## Your instructions:
If a line includes "recruits", copy it out of the entries.

Collected data:
Segment Open
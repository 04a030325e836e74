// Terminal runtime: picks the input source, owns the screen and drives the
// frame scheduler until someone quits.

use std::io::{self, Stdout, Write};
use std::time::{Duration, Instant};

use crossterm::event::{Event, EventStream};
use crossterm::{cursor, execute, terminal};
use futures::StreamExt;
use tracing::{info, warn};

use crate::domain::{Arena, InputSource};
use crate::frameworks::cli::Args;
use crate::frameworks::config;
use crate::frameworks::logging;
use crate::frameworks::settings::Settings;
use crate::interface_adapters::terminal::{is_quit, key_from_event};
use crate::interface_adapters::{LocalInput, NetworkInput, TerminalCanvas, Transport};
use crate::use_cases::{GameState, Recruit, TickClock, provision_players};

/// Raw mode and the alternate screen for as long as it lives.
struct TerminalGuard;

impl TerminalGuard {
    fn enter() -> io::Result<Self> {
        terminal::enable_raw_mode()?;
        let guard = TerminalGuard;
        execute!(io::stdout(), terminal::EnterAlternateScreen, cursor::Hide)?;
        Ok(guard)
    }
}

impl Drop for TerminalGuard {
    fn drop(&mut self) {
        let _ = execute!(io::stdout(), cursor::Show, terminal::LeaveAlternateScreen);
        let _ = terminal::disable_raw_mode();
    }
}

async fn open_input(
    args: &Args,
    settings: &Settings,
) -> io::Result<(Box<dyn InputSource>, Vec<Recruit>)> {
    if !args.network {
        let recruits = vec![settings.recruit_one(), settings.recruit_two()];
        return Ok((Box::new(LocalInput::new()), recruits));
    }

    let transport = Transport::connect(&settings.host, settings.port, config::net_timeout())
        .await
        .map_err(|e| {
            io::Error::other(format!(
                "failed to reach relay at {}:{}: {e:?}",
                settings.host, settings.port
            ))
        })?;

    let client_id = uuid::Uuid::new_v4().to_string();
    println!("Waiting for an opponent on {}:{}...", settings.host, settings.port);

    let (input, seats, slot) = NetworkInput::connect(
        transport,
        client_id,
        &settings.recruit_one(),
        config::bootstrap_timeout(),
    )
    .await
    .map_err(|e| io::Error::other(format!("pairing failed: {e:?}")))?;
    info!(client_id = %input.client_id(), slot, "starting network game");

    let recruits = seats.into_iter().map(|seat| seat.recruit).collect();
    Ok((Box::new(input), recruits))
}

fn build_arena() -> io::Result<Arena> {
    let (cols, rows) = terminal::size()?;
    Arena::from_terminal(rows, cols, config::arena_margin())
        .map_err(|e| io::Error::other(format!("terminal too small: {e:?}")))
}

async fn play(
    state: &mut GameState,
    input: &mut dyn InputSource,
    canvas: &mut TerminalCanvas<Stdout>,
    frame: Duration,
    clock: Option<TickClock>,
    debug: bool,
) -> io::Result<()> {
    let mut events = EventStream::new();
    let ctrl_c = tokio::signal::ctrl_c();
    tokio::pin!(ctrl_c);

    canvas.draw_arena(&state.arena)?;
    canvas.draw_info(state, debug)?;
    canvas.flush()?;

    loop {
        // The keyboard poll timeout paces the frames.
        let key = tokio::select! {
            _ = &mut ctrl_c => {
                info!("interrupted");
                return Ok(());
            }
            polled = tokio::time::timeout(frame, events.next()) => match polled {
                Err(_) => None,
                Ok(Some(Ok(Event::Key(event)))) => {
                    if is_quit(&event) {
                        info!("quit key pressed");
                        return Ok(());
                    }
                    key_from_event(&event)
                }
                Ok(Some(Ok(_))) => None,
                Ok(Some(Err(e))) => return Err(e),
                Ok(None) => return Ok(()),
            }
        };

        let presses = match input.exchange(key).await {
            Ok(presses) => presses,
            Err(e) => {
                warn!(error = ?e, "input source closed; ending game");
                return Ok(());
            }
        };

        // Network games run on the shared tick clock so reloads land on the
        // same tick for both clients.
        let now = clock.map_or_else(Instant::now, |clock| clock.at(state.tick));
        state.next_frame(&presses, now, canvas);
        canvas.draw_info(state, debug)?;
        canvas.flush()?;
    }
}

/// Runs one game and returns the closing score line.
pub async fn run(args: Args) -> io::Result<String> {
    let _ = dotenvy::dotenv();

    if args.logging || config::logging_enabled() {
        let path = logging::init_file_logging(&config::log_dir())?;
        info!(path = %path.display(), "logging to file");
    }

    let settings_path = config::settings_path();
    let mut settings = Settings::load(&settings_path).unwrap_or_else(|e| {
        warn!(error = ?e, path = %settings_path.display(), "unreadable settings; using defaults");
        Settings::default()
    });
    settings.apply(&args);

    let (mut input, recruits) = open_input(&args, &settings).await?;

    let arena = match build_arena() {
        Ok(arena) => arena,
        Err(e) => {
            input.close().await;
            return Err(e);
        }
    };
    let mut state = GameState::new(arena, provision_players(&arena, &recruits));
    let clock = args
        .network
        .then(|| TickClock::new(Instant::now(), config::frame_interval()));
    info!(?arena, players = state.players.len(), "game started");

    let outcome = match TerminalGuard::enter() {
        Ok(guard) => {
            let mut canvas = TerminalCanvas::new(io::stdout());
            let outcome = play(
                &mut state,
                &mut *input,
                &mut canvas,
                config::frame_interval(),
                clock,
                args.debug,
            )
            .await;
            drop(guard);
            outcome
        }
        Err(e) => Err(e),
    };
    input.close().await;
    outcome?;

    if let Err(e) = settings.save(&settings_path) {
        warn!(error = ?e, path = %settings_path.display(), "failed to save settings");
    }

    let summary = state.summary();
    info!(%summary, ticks = state.tick, "game closed");
    io::stdout().flush()?;
    Ok(summary)
}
Segment Closed
## Written solution:
        let recruits = vec![settings.recruit_one(), settings.recruit_two()];
        return Ok((Box::new(LocalInput::new()), recruits));
    let recruits = seats.into_iter().map(|seat| seat.recruit).collect();
    Ok((Box::new(input), recruits))
    let (mut input, recruits) = open_input(&args, &settings).await?;
    let mut state = GameState::new(arena, provision_players(&arena, &recruits));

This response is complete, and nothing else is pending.